Jules sorrise, facendo spallucce: terminò il dolce e il caffè e diede un’occhiata all’orologio.
«Devi andare?» Eddie si alzò immediatamente, prendendo il caffè ma lasciando il dolce non ancora finito.
«Sì, ma ti prego, finiscilo. Non voglio andare…»
«Ma devi. Hai lezione?»
«Magari. Mi devo vedere con alcune colleghe… si tratta di un lavoro di gruppo. E nei lavori di gruppo, la gente impazzisce.»
«Solo le persone troppo competitive.» aggiunse lui, terminando la torta per andare a pagare alla cassa: Jules non fece in tempo a bloccarlo che Eddie era già tornato al tavolino con un sorriso a trentadue denti.
«Sarò costretta a farti una cena, visto che ti sei ostinato a pagare tutto tu.»
«Quando vuoi, sono disponibile!» commentò lui, non accennando a far sparire il sorriso sornione e mantenendole la porta aperta mentre quella la attraversava e prendeva Bedford Street andando a sud.
«E comunque, la tua considerazione la devo prendere come negativa?»
«Quale, perdonami?»
«Solo le persone competitive…»
«Assolutamente no. Dipende dal tipo di competitività, in realtà.» commentò lui, seguendo la ragazza.
E l’espressione contrariata che aveva dipinta in viso Jules la diceva lunga sul tipo di competitività cui faceva riferimento: «Allora liberati semplicemente dalle persone nocive.»
«Non è così facile.»
«Lo è, quando ne hai abbastanza.»
L’espressione di Jules era ancora molto chiara: non l’aveva convinta.
«Ma se vuoi possiamo parlarne meglio domenica. Sai, l’arte concilia bene i discorsi sui massimi sistemi relazionali.»
Jules ridacchiò e lo guardò di sottecchi, mentre voltava su Strand «D’accordo, allora si può rimandare il discorso sui massimi sistemi relazionali. A domenica.»
«Perfetto.» concluse lui, sorridendole di rimando.
Passarono i dieci minuti successivi in silenzio, controllando la strada prima di attraversare e ad una distanza troppo vicina per essere due sconosciuti ma troppo lontana per essere amici… o altro. Arrivati davanti alla London School Of Economics And Political Sciences, Jules si era già allontanata e si era voltata per salutarlo con una mano. Eddie rispose nello stesso identico modo, sorridendole. E poi controllò spontaneamente che entrasse nella struttura, decidendosi poi a prendere il telefono per chiamare Tom, che rispose immediatamente: «Alla buon’ora! Hai intenzione di tornare a casa?»

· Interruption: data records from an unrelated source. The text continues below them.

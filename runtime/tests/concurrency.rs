//! Concurrency tests for the transaction processor.
//!
//! These run on a multi-threaded runtime so that workers really race on the
//! same account; the in-memory ledger store's per-row lock is the only thing
//! keeping the balance consistent.

#![allow(clippy::unwrap_used, clippy::expect_used)]

use banking_ledger_core::account::AccountNumber;
use banking_ledger_core::error::LedgerError;
use banking_ledger_core::ledger_entry::EntryStatus;
use banking_ledger_core::transaction::{TransactionData, TransactionType};
use banking_ledger_runtime::TransactionProcessor;
use banking_ledger_testing::{InMemoryHistoryStore, InMemoryLedgerStore, test_clock};
use rust_decimal::Decimal;
use rust_decimal_macros::dec;
use std::sync::Arc;
use tokio::sync::Barrier;

fn a1() -> AccountNumber {
    AccountNumber::new("A1")
}

fn withdrawal(amount: Decimal, id: usize) -> TransactionData {
    TransactionData {
        account_number: a1(),
        amount,
        kind: TransactionType::Withdrawal,
        transaction_id: format!("w-{id}"),
        description: None,
    }
}

fn deposit(amount: Decimal, id: usize) -> TransactionData {
    TransactionData {
        account_number: a1(),
        amount,
        kind: TransactionType::Deposit,
        transaction_id: format!("d-{id}"),
        description: None,
    }
}

fn processor(ledger: &InMemoryLedgerStore, history: &InMemoryHistoryStore) -> TransactionProcessor {
    TransactionProcessor::new(
        Arc::new(ledger.clone()),
        Arc::new(history.clone()),
        Arc::new(test_clock()),
    )
}

#[tokio::test(flavor = "multi_thread", worker_threads = 4)]
async fn two_withdrawals_of_60_against_100_never_double_spend() {
    for _ in 0..20 {
        let ledger = InMemoryLedgerStore::new();
        ledger.seed_account("A1", dec!(100)).await;
        let history = InMemoryHistoryStore::new();
        let processor = processor(&ledger, &history);
        let barrier = Arc::new(Barrier::new(2));

        let tasks: Vec<_> = (0..2)
            .map(|id| {
                let processor = processor.clone();
                let barrier = Arc::clone(&barrier);
                tokio::spawn(async move {
                    barrier.wait().await;
                    processor.process(&withdrawal(dec!(60), id)).await
                })
            })
            .collect();

        let mut results = Vec::new();
        for task in tasks {
            results.push(task.await.expect("task panicked"));
        }

        let successes = results.iter().filter(|r| r.is_ok()).count();
        let overdrafts = results
            .iter()
            .filter(|r| {
                matches!(
                    r,
                    Err(LedgerError::InsufficientFunds { balance, requested })
                        if *balance == dec!(40) && *requested == dec!(60)
                )
            })
            .count();

        assert_eq!(successes, 1);
        assert_eq!(overdrafts, 1);
        assert_eq!(ledger.balance(&a1()).await, Some(dec!(40)));

        let mut statuses: Vec<_> = history
            .entries("transactions")
            .iter()
            .map(|entry| (entry.status, entry.balance))
            .collect();
        statuses.sort_by_key(|(status, _)| status.as_str());
        assert_eq!(
            statuses,
            vec![
                (EntryStatus::Completed, dec!(40)),
                (EntryStatus::Failed, dec!(40)),
            ]
        );
    }
}

#[tokio::test(flavor = "multi_thread", worker_threads = 4)]
async fn concurrent_mix_conserves_money() {
    let ledger = InMemoryLedgerStore::new();
    ledger.seed_account("A1", dec!(100)).await;
    let history = InMemoryHistoryStore::new();
    let processor = processor(&ledger, &history);

    let mut tasks = Vec::new();
    for id in 0..50 {
        let p = processor.clone();
        tasks.push(tokio::spawn(async move {
            (TransactionType::Deposit, dec!(10), p.process(&deposit(dec!(10), id)).await)
        }));
        let p = processor.clone();
        tasks.push(tokio::spawn(async move {
            (TransactionType::Withdrawal, dec!(17), p.process(&withdrawal(dec!(17), id)).await)
        }));
    }

    let mut expected = dec!(100);
    let mut committed = 0;
    for task in tasks {
        let (kind, amount, result) = task.await.expect("task panicked");
        match result {
            Ok(balance) => {
                assert!(balance >= Decimal::ZERO);
                committed += 1;
                match kind {
                    TransactionType::Deposit => expected += amount,
                    _ => expected -= amount,
                }
            }
            Err(error) => {
                assert!(matches!(error, LedgerError::InsufficientFunds { .. }));
                assert_eq!(kind, TransactionType::Withdrawal);
            }
        }
    }

    let final_balance = ledger.balance(&a1()).await.unwrap();
    assert_eq!(final_balance, expected);
    assert!(final_balance >= Decimal::ZERO);

    let entries = history.entries("transactions");
    assert_eq!(entries.len(), 100);
    assert_eq!(entries.iter().filter(|e| e.is_completed()).count(), committed);
    assert!(entries.iter().all(|e| e.balance >= Decimal::ZERO));
}

#[tokio::test(flavor = "multi_thread", worker_threads = 4)]
async fn different_accounts_do_not_block_each_other() {
    let ledger = InMemoryLedgerStore::new();
    ledger.seed_account("A1", dec!(0)).await;
    ledger.seed_account("B2", dec!(0)).await;
    let history = InMemoryHistoryStore::new();
    let processor = processor(&ledger, &history);

    let mut tasks = Vec::new();
    for id in 0..20 {
        for account in ["A1", "B2"] {
            let p = processor.clone();
            tasks.push(tokio::spawn(async move {
                let mut data = deposit(dec!(5), id);
                data.account_number = AccountNumber::new(account);
                p.process(&data).await
            }));
        }
    }
    for task in tasks {
        task.await.expect("task panicked").unwrap();
    }

    assert_eq!(ledger.balance(&AccountNumber::new("A1")).await, Some(dec!(100)));
    assert_eq!(ledger.balance(&AccountNumber::new("B2")).await, Some(dec!(100)));
}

«Temo di aver fatto un casino.»
«Dov’è la pupù?!» la voce di Aneira fece capolino nel ricevitore, e non sembrava contenta.
«Vengo a casa.» si limitò a dichiarare, percorrendo Drury Lane verso nord e chiudendo la chiamata.

Quando arrivò a casa trovò Aneira e Tom ad aspettarlo a braccia incrociate sul divano. E c’era una sedia – che pensò a buon ragione che fosse per lui – esattamente di fronte a loro. Ci mancava soltanto una lampada che puntava dritto verso la sedia. Perlomeno c’era Mycroft che rasserenava la scena, difatti i due se lo passavano coccolandolo prima l’uno, poi l’altra.
«È… successa una cosa.»
«Siete andati a fare colazione insieme.» terminò per lui Tom, che più che nervoso sembrava… rassegnato.
«Sì.»
«Volevo fare la poliziotta simpatica e non quella cattiva, ma… che diavolo ti è saltato in mente?! Sei fidanzato!»
«Io e Hannah abbiamo litigato, ok?» saltò su Eddie, come se fosse stato punto da una vespa, mentre Aneira scuoteva vigorosamente la testa: «Non è un buon motivo.»
«Io e Jules andiamo a vedere i Girasoli di Van Gogh alla National domenica.» Eddie lo buttò fuori rapidamente, dando all’amico e ad Aneira la possibilità solo di esclamare all’unisono un «Sul serio?!» molto risentito.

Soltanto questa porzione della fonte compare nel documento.